July 26, 2010
What is beauty? How do I find my beauty outside the confines of my bedroom mirror? I drown myself in Brisk, and escape in movies. Real joy is gone. He’s silence to my deaf ears. Scales on my eyes deceive me. I placed them there. During the time when too much pain came stabbing down, I didn’t want to know the truth. I allowed anger to reign with unforgiveness. Then apathy. I was so bitter. Now I’m mean. Extremely scarred. But I put on make-up and everything’s alright. Until night rises, and slumber refuses my comfort until I can answer, “What is beauty? How do I find my beauty?”

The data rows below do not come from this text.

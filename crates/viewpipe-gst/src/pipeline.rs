//! Playbin-based pipeline behind the core control seam.

use std::sync::atomic::{AtomicBool, AtomicUsize, Ordering};
use std::sync::Arc;
use std::thread::JoinHandle;

use gstreamer as gst;
use gstreamer::prelude::*;
use gstreamer_video as gst_video;
use gstreamer_video::prelude::*;

use parking_lot::Mutex;

use viewpipe_core::{
    CaptureGate, EventBridge, FrameBuffer, PipelineBackend, PipelineConfig, PipelineError,
    PipelineState, PlayerEvent, SurfaceCapture, SurfaceHandle,
};

use crate::bus::spawn_relay;

/// GStreamer-backed media pipeline for one view.
///
/// Construction initializes the GStreamer runtime; a failed init is
/// reported once and leaves the pipeline in an unavailable state where
/// every control call is a logged no-op. The component continues to
/// exist, playback will not function, and there is no retry.
pub struct GstPipeline {
    bridge: EventBridge,
    available: bool,
    /// Raw window handle for the overlay sync handler; 0 when unset.
    surface: Arc<AtomicUsize>,
    inner: Mutex<Inner>,
}

#[derive(Default)]
struct Inner {
    pending_uri: Option<String>,
    refresh_rate_ms: Option<u32>,
    /// Debug flag set through the control surface; wins over the config
    /// value at the next initialization.
    debug_override: Option<bool>,
    active: Option<Active>,
}

/// The live pipeline, present after `init_and_run`.
struct Active {
    pipeline: gst::Element,
    video_sink: gst::Element,
    /// Audio level element; absent in the debugging pipeline.
    level: Option<gst::Element>,
    is_debug: bool,
    bus: gst::Bus,
    bus_stop: Arc<AtomicBool>,
    bus_thread: Option<JoinHandle<()>>,
}

impl GstPipeline {
    /// Creates the backend, initializing the GStreamer runtime.
    ///
    /// Events raised by the pipeline flow through `bridge`.
    pub fn new(bridge: EventBridge) -> Self {
        let available = match gst::init() {
            Ok(()) => true,
            Err(e) => {
                // One-time, non-fatal notice; the backend stays inert.
                tracing::error!("GStreamer initialization failed: {e}");
                false
            }
        };

        Self {
            bridge,
            available,
            surface: Arc::new(AtomicUsize::new(0)),
            inner: Mutex::new(Inner::default()),
        }
    }

    /// Builds the `videotestsrc ! glimagesink` debugging pipeline.
    fn build_debug_pipeline(&self) -> Result<Active, PipelineError> {
        let pipeline = gst::Pipeline::new();
        let src = gst::ElementFactory::make("videotestsrc")
            .build()
            .map_err(|e| PipelineError::Init(format!("failed to create videotestsrc: {e}")))?;
        let video_sink = self.make_video_sink(true)?;

        pipeline
            .add_many([&src, &video_sink])
            .map_err(|e| PipelineError::Init(format!("failed to assemble test pipeline: {e}")))?;
        src.link(&video_sink)
            .map_err(|e| PipelineError::Init(format!("failed to link test pipeline: {e}")))?;

        self.activate(pipeline.upcast(), video_sink, None, true)
    }

    /// Builds the playbin pipeline with a leveled audio sink.
    fn build_playbin(&self, config: &PipelineConfig) -> Result<Active, PipelineError> {
        let playbin = gst::ElementFactory::make("playbin")
            .build()
            .map_err(|e| PipelineError::Init(format!("failed to create playbin: {e}")))?;

        let video_sink = self.make_video_sink(false)?;
        playbin.set_property("video-sink", &video_sink);

        let (audio_sink, level) = build_leveled_audio_sink(config.audio_level_refresh_rate_ms)?;
        playbin.set_property("audio-sink", &audio_sink);

        self.activate(playbin, video_sink, Some(level), false)
    }

    fn make_video_sink(&self, debugging: bool) -> Result<gst::Element, PipelineError> {
        let sink = gst::ElementFactory::make("glimagesink")
            .name("video-sink")
            .build()
            .map_err(|e| PipelineError::Init(format!("failed to create glimagesink: {e}")))?;

        // Low-latency tuning; left at defaults when debugging.
        if !debugging {
            sink.set_property("sync", false);
            sink.set_property("async", false);
            sink.set_property("qos", true);
            sink.set_property("max-lateness", 20_000_000i64);
        }
        Ok(sink)
    }

    /// Wires the bus (overlay sync handler + relay thread) and returns the
    /// running `Active` record.
    fn activate(
        &self,
        pipeline: gst::Element,
        video_sink: gst::Element,
        level: Option<gst::Element>,
        is_debug: bool,
    ) -> Result<Active, PipelineError> {
        let bus = pipeline
            .bus()
            .ok_or_else(|| PipelineError::Init("pipeline has no bus".into()))?;

        // Bind the drawable surface when the sink asks for a window handle.
        let surface = Arc::clone(&self.surface);
        let sink_weak = video_sink.downgrade();
        bus.set_sync_handler(move |_, msg| {
            if gst_video::is_video_overlay_prepare_window_handle_message(msg) {
                if let Some(sink) = sink_weak.upgrade() {
                    apply_window_handle(&sink, surface.load(Ordering::Acquire));
                }
                return gst::BusSyncReply::Drop;
            }
            gst::BusSyncReply::Pass
        });

        let bus_stop = Arc::new(AtomicBool::new(false));
        let bus_thread = spawn_relay(
            bus.clone(),
            pipeline.clone(),
            self.bridge.clone(),
            Arc::clone(&bus_stop),
        );

        Ok(Active {
            pipeline,
            video_sink,
            level,
            is_debug,
            bus,
            bus_stop,
            bus_thread: Some(bus_thread),
        })
    }

    /// Applies a URI to a live playbin: pipeline to Ready, set the
    /// property, announce the change. Called without the inner lock held
    /// so the host may issue control calls from the event callback.
    fn apply_uri(&self, pipeline: &gst::Element, uri: &str) {
        if let Err(e) = pipeline.set_state(gst::State::Ready) {
            tracing::warn!("failed to ready pipeline for new uri: {e}");
        }
        pipeline.set_property("uri", uri);
        self.bridge.dispatch(PlayerEvent::UriChanged {
            new_uri: uri.to_owned(),
        });
    }

    /// Copies the last rendered frame into `buffer` as RGBA.
    fn snapshot_into(&self, buffer: &mut FrameBuffer) -> Result<(), String> {
        let sink = {
            let inner = self.inner.lock();
            let active = inner.active.as_ref().ok_or("pipeline not initialized")?;
            active.video_sink.clone()
        };

        let sample = sink
            .property::<Option<gst::Sample>>("last-sample")
            .ok_or("no frame rendered yet")?;

        let caps = gst_video::VideoCapsBuilder::new()
            .format(gst_video::VideoFormat::Rgba)
            .width(buffer.width() as i32)
            .height(buffer.height() as i32)
            .build();
        let converted = gst_video::convert_sample(&sample, &caps, gst::ClockTime::from_mseconds(450))
            .map_err(|e| format!("sample conversion failed: {e}"))?;

        let gst_buffer = converted.buffer().ok_or("converted sample has no buffer")?;
        let map = gst_buffer
            .map_readable()
            .map_err(|_| "failed to map converted buffer")?;

        let dst = buffer.data_mut();
        let len = dst.len().min(map.len());
        dst[..len].copy_from_slice(&map.as_slice()[..len]);
        Ok(())
    }
}

impl PipelineBackend for GstPipeline {
    fn init_and_run(&self, config: &PipelineConfig) -> Result<(), PipelineError> {
        if !self.available {
            return Err(PipelineError::Unavailable(
                "GStreamer runtime did not initialize".into(),
            ));
        }

        let mut inner = self.inner.lock();
        if inner.active.is_some() {
            tracing::debug!("pipeline already running, init ignored");
            return Ok(());
        }

        if let Some(surface) = config.initial_surface {
            self.surface.store(surface.raw(), Ordering::Release);
        }
        if inner.pending_uri.is_none() {
            inner.pending_uri = config.uri.clone();
        }

        let debugging = inner.debug_override.unwrap_or(config.debugging);
        let active = if debugging {
            self.build_debug_pipeline()?
        } else {
            self.build_playbin(config)?
        };

        if let (Some(ms), Some(level)) = (inner.refresh_rate_ms, active.level.as_ref()) {
            level.set_property("interval", ms as u64 * 1_000_000);
        }

        let pipeline = active.pipeline.clone();
        let is_debug = active.is_debug;
        let pending_uri = inner.pending_uri.clone();
        inner.active = Some(active);
        drop(inner);

        if !is_debug {
            if let Some(uri) = pending_uri {
                self.apply_uri(&pipeline, &uri);
            }
        }
        self.bridge.dispatch(PlayerEvent::Init);
        Ok(())
    }

    fn set_drawable_surface(&self, surface: SurfaceHandle) {
        self.surface.store(surface.raw(), Ordering::Release);

        let inner = self.inner.lock();
        if let Some(active) = inner.active.as_ref() {
            apply_window_handle(&active.video_sink, surface.raw());
        }
    }

    fn set_uri(&self, uri: &str) {
        let target = {
            let mut inner = self.inner.lock();
            inner.pending_uri = Some(uri.to_owned());

            match inner.active.as_ref() {
                Some(active) if !active.is_debug => Some(active.pipeline.clone()),
                Some(_) => {
                    tracing::debug!("debugging pipeline active, uri stored for later");
                    None
                }
                None => {
                    tracing::debug!("pipeline not initialized, uri stored for init");
                    None
                }
            }
        };

        if let Some(pipeline) = target {
            self.apply_uri(&pipeline, uri);
        }
    }

    fn set_audio_level_refresh_rate(&self, interval_ms: u32) {
        let mut inner = self.inner.lock();
        inner.refresh_rate_ms = Some(interval_ms);

        if let Some(level) = inner.active.as_ref().and_then(|a| a.level.as_ref()) {
            level.set_property("interval", interval_ms as u64 * 1_000_000);
        }
    }

    fn set_debugging(&self, debugging: bool) {
        let mut inner = self.inner.lock();
        inner.debug_override = Some(debugging);
        if inner.active.is_some() {
            // Takes effect at the next initialization; the live pipeline is
            // not recreated.
            tracing::debug!(debugging, "debug flag stored, pipeline unchanged");
        }
    }

    fn set_state(&self, state: PipelineState) {
        let inner = self.inner.lock();
        let Some(active) = inner.active.as_ref() else {
            tracing::debug!(?state, "state change requested before pipeline init");
            return;
        };

        let target = to_gst_state(state);
        tracing::debug!(?target, "pipeline state requested");
        match active.pipeline.set_state(target) {
            Ok(change) => tracing::debug!(?change, "state change accepted"),
            Err(e) => tracing::warn!("state change to {target:?} rejected: {e}"),
        }
    }

    fn version_info(&self) -> String {
        if self.available {
            gst::version_string().to_string()
        } else {
            "GStreamer unavailable".to_string()
        }
    }
}

impl SurfaceCapture for GstPipeline {
    fn dimensions(&self) -> (u32, u32) {
        let sink = {
            let inner = self.inner.lock();
            match inner.active.as_ref() {
                Some(active) => active.video_sink.clone(),
                None => return (0, 0),
            }
        };

        sink.static_pad("sink")
            .and_then(|pad| pad.current_caps())
            .and_then(|caps| {
                caps.structure(0).map(|s| {
                    let width = s.get::<i32>("width").unwrap_or(0);
                    let height = s.get::<i32>("height").unwrap_or(0);
                    (width.max(0) as u32, height.max(0) as u32)
                })
            })
            .unwrap_or((0, 0))
    }

    fn request_capture(&self, mut buffer: FrameBuffer, gate: CaptureGate) {
        match self.snapshot_into(&mut buffer) {
            Ok(()) => gate.completed(buffer),
            Err(reason) => {
                // A missed snapshot is not worth reporting.
                tracing::trace!(%reason, "snapshot attempt failed");
                gate.failed();
            }
        }
    }
}

impl Drop for GstPipeline {
    fn drop(&mut self) {
        let mut inner = self.inner.lock();
        if let Some(mut active) = inner.active.take() {
            let _ = active.pipeline.set_state(gst::State::Null);
            active.bus_stop.store(true, Ordering::Release);
            active.bus.set_flushing(true);
            if let Some(handle) = active.bus_thread.take() {
                let _ = handle.join();
            }
        }
    }
}

/// Builds the `level ! autoaudiosink` bin exposed to playbin through a
/// ghost pad, returning the bin and the level element.
fn build_leveled_audio_sink(interval_ms: u32) -> Result<(gst::Bin, gst::Element), PipelineError> {
    let bin = gst::Bin::builder().name("leveled-sink").build();

    let level = gst::ElementFactory::make("level")
        .property("interval", interval_ms as u64 * 1_000_000)
        .build()
        .map_err(|e| PipelineError::Init(format!("failed to create level element: {e}")))?;
    let sink = gst::ElementFactory::make("autoaudiosink")
        .build()
        .map_err(|e| PipelineError::Init(format!("failed to create autoaudiosink: {e}")))?;

    bin.add_many([&level, &sink])
        .map_err(|e| PipelineError::Init(format!("failed to assemble audio sink: {e}")))?;
    level
        .link(&sink)
        .map_err(|e| PipelineError::Init(format!("failed to link level to audio sink: {e}")))?;

    let level_pad = level
        .static_pad("sink")
        .ok_or_else(|| PipelineError::Init("level element has no sink pad".into()))?;
    let ghost = gst::GhostPad::with_target(&level_pad)
        .map_err(|e| PipelineError::Init(format!("failed to ghost level pad: {e}")))?;
    bin.add_pad(&ghost)
        .map_err(|e| PipelineError::Init(format!("failed to expose audio sink pad: {e}")))?;

    Ok((bin, level))
}

fn apply_window_handle(sink: &gst::Element, handle: usize) {
    if handle == 0 {
        return;
    }
    if let Some(overlay) = sink.dynamic_cast_ref::<gst_video::VideoOverlay>() {
        // SAFETY: the handle is the raw drawable the host supplied through
        // the surface lifecycle callbacks and outlives the bound pipeline.
        unsafe { overlay.set_window_handle(handle) };
    } else {
        tracing::warn!("video sink does not support window-handle binding");
    }
}

fn to_gst_state(state: PipelineState) -> gst::State {
    match state {
        PipelineState::Null => gst::State::Null,
        PipelineState::Ready => gst::State::Ready,
        PipelineState::Paused => gst::State::Paused,
        PipelineState::Playing => gst::State::Playing,
    }
}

Today started well. Then I lost my temper because my plans were delayed by somebody else. It’s one of my biggest pet peeves. When I’m bubbling with energy, ready to go and do what it is I’ve set out to do, then somebody interrupts me (even for a few minutes), I lose my temper. Every. Single. Time. Because I’m the kind of person who doesn’t like imposing on other people, especially at the last minute. Which is why I hate it when it’s done to me.
By the time I’m back on track, I’m in a big huff and finding fault in everything. Then I cross the road toward the store and a driver almost hits me. Plus, she honks at me like it’s my fault. And that made me totally lose it. FYI, in case you didn’t know, in parking lot plazas where there are no pedestrian lights or designated pedestrian crossing lanes, the pedestrian has the right of way.
So I lost it. I just blew up, in public. I’m an ugly person when I completely lose it.
How do I find my beauty?
Skin deep and deep in the inside, I’ve struggled to find my beauty.
It took years for me to look in the mirror and find myself beautiful. That confidence went away in public restrooms where somebody else’s reflection was prettier. It took even more years to look at photographs of myself and not cringe. But that’s only skin deep.
Inside where it counts, I could never find my beauty because of all the anger, pain, guilt, and fear. And for a long time, I thought God, who is “real joy,” was silent toward me while I shut Him out, like two children giving each other the silent treatment (in truth, I was the only childish one). I felt stuck in this ugly, murky, life, which made everything and everyone around me ugly too.
Totally losing my temper today made me feel all the ugliness all over again. It was so easy to fall into despair, to start living without beauty, wondering where it went and how I can find it, but unwilling to change myself to live in it again. I wanted to stomp my legs, cover my ears, and yell at the One who changes, “Na-na-nana-na! I ca-an’t hear you!” But I’ve done that before and it got me nowhere.
How do I find my beauty?
My beauty is found in God. It is through His grace and mercy that I am forgiven. It is through His love that I love. It is through His eyes that I can look in the mirror, look at the world, and find beauty. Because beauty is the Creator’s reflection in our lives.
Nobody’s perfect, and we all fall into ugliness from time to time. Don’t lurk there, my friend. Run back to the beauty of the Father. In His arms, you can find your beauty and the beauty in the world.